Plusieurs personnalités ont pris part, le vendredi 7 août 2026, à la soutenance de mémoire de l’impétrante Corinne Phizemy, au Campus I de l’Université Saint François d’Assise (USFAH), situé à la rue Charbonnière, Delmas 33. Parmi les personnalités présentes figuraient le Doyen de la Faculté de Droit, le très respecté Me Audain Cadet, des étudiants de ladite Faculté ainsi que des proches de l’impétrante.
Dans son mémoire de sortie pour l’obtention du grade de licenciée en Droit, intitulé "La Direction Centrale de la Police Judiciaire à l’épreuve de la lutte contre l’insécurité pour une justice pénale efficace en Haïti, de 2015 à 2025", Corinne Phizemy s’est proposée d’analyser de manière critique la contribution de la Direction Centrale de la Police Judiciaire (DCPJ) à la justice pénale haïtienne, afin d’identifier les causes de son inefficacité et de proposer des solutions concrètes.
À travers ce travail de recherche, l’impétrante a notamment cherché à examiner les fondements théoriques du rôle de la police judiciaire, à étudier le cadre juridico-institutionnel haïtien et à évaluer les pratiques opérationnelles de la DCPJ. L’objectif était de mettre en évidence les causes et les conséquences de son inefficacité, en vue de formuler des recommandations susceptibles d’améliorer son fonctionnement et ses résultats. Cette démarche s’inscrit dans une volonté plus large de contribuer à la lutte contre l’insécurité en Haïti.

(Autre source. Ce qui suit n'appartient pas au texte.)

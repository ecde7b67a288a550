//! Compiled contract artifacts (Hardhat layout).
//!
//! Function signatures are taken from the `abi` array in declaration order,
//! which keeps selector lists and cut sets reproducible between runs.
//!
use std::{
    collections::{BTreeMap, HashMap},
    fs,
    path::Path,
};

use alloy_primitives::{hex, Address, Bytes};
use indexmap::IndexMap;
use itertools::Itertools;
use serde::Deserialize;

use crate::{
    error::{MasonError, Result},
    facet::{DeployStrategy, FacetDescriptor},
};

#[derive(Debug, Clone, Deserialize)]
pub struct AbiParam {
    #[serde(rename = "type")]
    pub ty: String,
    #[serde(default)]
    pub components: Vec<AbiParam>,
}

impl AbiParam {
    /// Type as it appears in a canonical signature, tuples expanded.
    pub fn canonical_type(&self) -> String {
        match self.ty.strip_prefix("tuple") {
            Some(array_suffix) => format!(
                "({}){}",
                self.components.iter().map(|c| c.canonical_type()).join(","),
                array_suffix
            ),
            None => self.ty.clone(),
        }
    }
}

#[derive(Debug, Clone, Deserialize)]
pub struct AbiItem {
    #[serde(rename = "type")]
    pub kind: String,
    #[serde(default)]
    pub name: Option<String>,
    #[serde(default)]
    pub inputs: Vec<AbiParam>,
}

impl AbiItem {
    pub fn function_signature(&self) -> Option<String> {
        if self.kind != "function" {
            return None;
        }
        let name = self.name.as_deref()?;
        Some(format!(
            "{}({})",
            name,
            self.inputs.iter().map(|p| p.canonical_type()).join(",")
        ))
    }
}

#[derive(Debug, Clone, Copy, Deserialize)]
pub struct LinkOffset {
    pub start: usize,
    pub length: usize,
}

#[derive(Debug, Clone, Deserialize)]
#[serde(rename_all = "camelCase")]
pub struct CompiledArtifact {
    pub contract_name: String,
    #[serde(default)]
    pub abi: Vec<AbiItem>,
    pub bytecode: String,
    /// source file => library name => placeholder positions (in bytes)
    #[serde(default)]
    pub link_references: BTreeMap<String, BTreeMap<String, Vec<LinkOffset>>>,
}

impl CompiledArtifact {
    pub fn from_json(json: &str) -> Result<Self> {
        Ok(serde_json::from_str(json)?)
    }

    pub fn function_signatures(&self) -> Vec<String> {
        self.abi
            .iter()
            .filter_map(|item| item.function_signature())
            .collect()
    }

    pub fn library_names(&self) -> impl Iterator<Item = &str> {
        self.link_references
            .values()
            .flat_map(|libs| libs.keys().map(String::as_str))
    }

    /// Bytecode with every library placeholder replaced by its address.
    pub fn linked_bytecode(&self, libraries: &IndexMap<String, Address>) -> Result<Bytes> {
        let mut code = self
            .bytecode
            .strip_prefix("0x")
            .unwrap_or(&self.bytecode)
            .to_owned();
        // Link offsets index into the hex text, which must be one byte per char.
        if !code.is_ascii() {
            return Err(MasonError::Artifact(format!(
                "{}: bytecode is not hex text",
                self.contract_name
            )));
        }

        for (library, offsets) in self.link_references.values().flatten() {
            let address = libraries.get(library).ok_or_else(|| {
                MasonError::Artifact(format!(
                    "{} needs library {} which was not supplied",
                    self.contract_name, library
                ))
            })?;
            let address_hex = hex::encode(address);
            for offset in offsets {
                let (start, end) = (offset.start * 2, (offset.start + offset.length) * 2);
                if offset.length != Address::len_bytes() || end > code.len() {
                    return Err(MasonError::Artifact(format!(
                        "{}: bad link reference for {} at {}",
                        self.contract_name, library, offset.start
                    )));
                }
                code.replace_range(start..end, &address_hex);
            }
        }

        if code.contains("__") {
            return Err(MasonError::Artifact(format!(
                "{}: bytecode has unresolved library placeholders",
                self.contract_name
            )));
        }

        let bytes = hex::decode(&code)
            .map_err(|err| MasonError::Artifact(format!("{}: {}", self.contract_name, err)))?;
        Ok(bytes.into())
    }
}

/// Artifacts by contract name.
#[derive(Debug, Default, Clone)]
pub struct ArtifactRegistry {
    artifacts: HashMap<String, CompiledArtifact>,
}

impl ArtifactRegistry {
    pub fn new() -> Self {
        Self::default()
    }

    pub fn insert(&mut self, artifact: CompiledArtifact) {
        self.artifacts
            .insert(artifact.contract_name.clone(), artifact);
    }

    /// Walk a Hardhat `artifacts/` tree. Debug files and `build-info` are
    /// skipped, as is any JSON that is not a contract artifact.
    pub fn load_dir(path: impl AsRef<Path>) -> Result<Self> {
        let mut registry = Self::new();
        registry.load_dir_into(path.as_ref())?;
        tracing::debug!(count = registry.artifacts.len(), "Loaded artifacts");
        Ok(registry)
    }

    fn load_dir_into(&mut self, dir: &Path) -> Result<()> {
        for entry in fs::read_dir(dir)? {
            let path = entry?.path();
            let file_name = path
                .file_name()
                .and_then(|x| x.to_str())
                .unwrap_or_default();
            if path.is_dir() {
                if file_name != "build-info" {
                    self.load_dir_into(&path)?;
                }
                continue;
            }
            if !file_name.ends_with(".json") || file_name.ends_with(".dbg.json") {
                continue;
            }
            let json = fs::read_to_string(&path)?;
            if let Ok(artifact) = serde_json::from_str::<CompiledArtifact>(&json) {
                self.insert(artifact);
            }
        }
        Ok(())
    }

    pub fn get(&self, name: &str) -> Result<&CompiledArtifact> {
        self.artifacts
            .get(name)
            .ok_or_else(|| MasonError::Artifact(format!("no artifact for {}", name)))
    }

    pub fn descriptor(
        &self,
        name: &str,
        strategy: DeployStrategy,
        libraries: &IndexMap<String, Address>,
    ) -> Result<FacetDescriptor> {
        let artifact = self.get(name)?;
        FacetDescriptor::new(
            name,
            artifact.linked_bytecode(libraries)?,
            strategy,
            artifact.function_signatures(),
        )
    }
}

Selon Me Phizemy, plusieurs facteurs expliquent l’inefficacité de la DCPJ, notamment les contraintes économiques et financières, le déficit en ressources humaines qualifiées et spécialisées, les pressions exercées sur l’institution ainsi que l’inapplication de la loi. Elle souligne également que cette inefficacité entraîne de graves conséquences sur la justice pénale et la sécurité publique, parmi lesquelles la persistance de l’impunité et l’échec des poursuites pénales, la surpopulation carcérale et la prolongation de la détention préventive, la perte de crédibilité de la police judiciaire et de la justice pénale, ainsi que l’aggravation de l’insécurité et la consolidation des groupes criminels.
Dans son analyse, Me Corinne Phizemy relève par ailleurs l’insuffisance des textes légaux encadrant la DCPJ, les limites du cadre administratif et hiérarchique de la Police nationale d’Haïti (PNH), la faiblesse du système de justice pénale, les problèmes de gouvernance ainsi que l’absence d’une politique criminelle cohérente et durable en Haïti.
Pour renforcer la capacité opérationnelle de la DCPJ, l’impétrante recommande notamment le renforcement des moyens matériels, technologiques et logistiques, l’instauration d’une autonomie budgétaire encadrée de la DCPJ, la formation continue et la spécialisation des enquêteurs, l’amélioration de la coordination entre la DCPJ et les acteurs de la justice pénale, ainsi que le renforcement de la coopération internationale et l’adoption d’une politique criminelle adaptée aux réalités haïtiennes.
Après son exposé et avoir répondu aux différentes questions qui lui ont été posées par les membres du jury, Corinne Phizemy s’est vu attribuer la note de 83 sur 100, avec les félicitations du jury. Le jury lui a toutefois demandé d’apporter quelques modifications à son travail de recherche afin de le peaufiner avant sa version finale.
L’Université Saint François d’Assise (USFAH), convaincue que seule une justice forte, une société fondée sur l’État de droit et une justice impartiale peuvent contribuer à bâtir l’Haïti dont nous rêvons, réaffirme son engagement à mettre à la disposition du secteur judiciaire haïtien des professionnels compétents, bien formés et capables de contribuer efficacement à la lutte pour une Haïti où la justice pourra pleinement jouer son rôle comme le veut le président du Conseil de l’Université Monsieur Yma Descollines.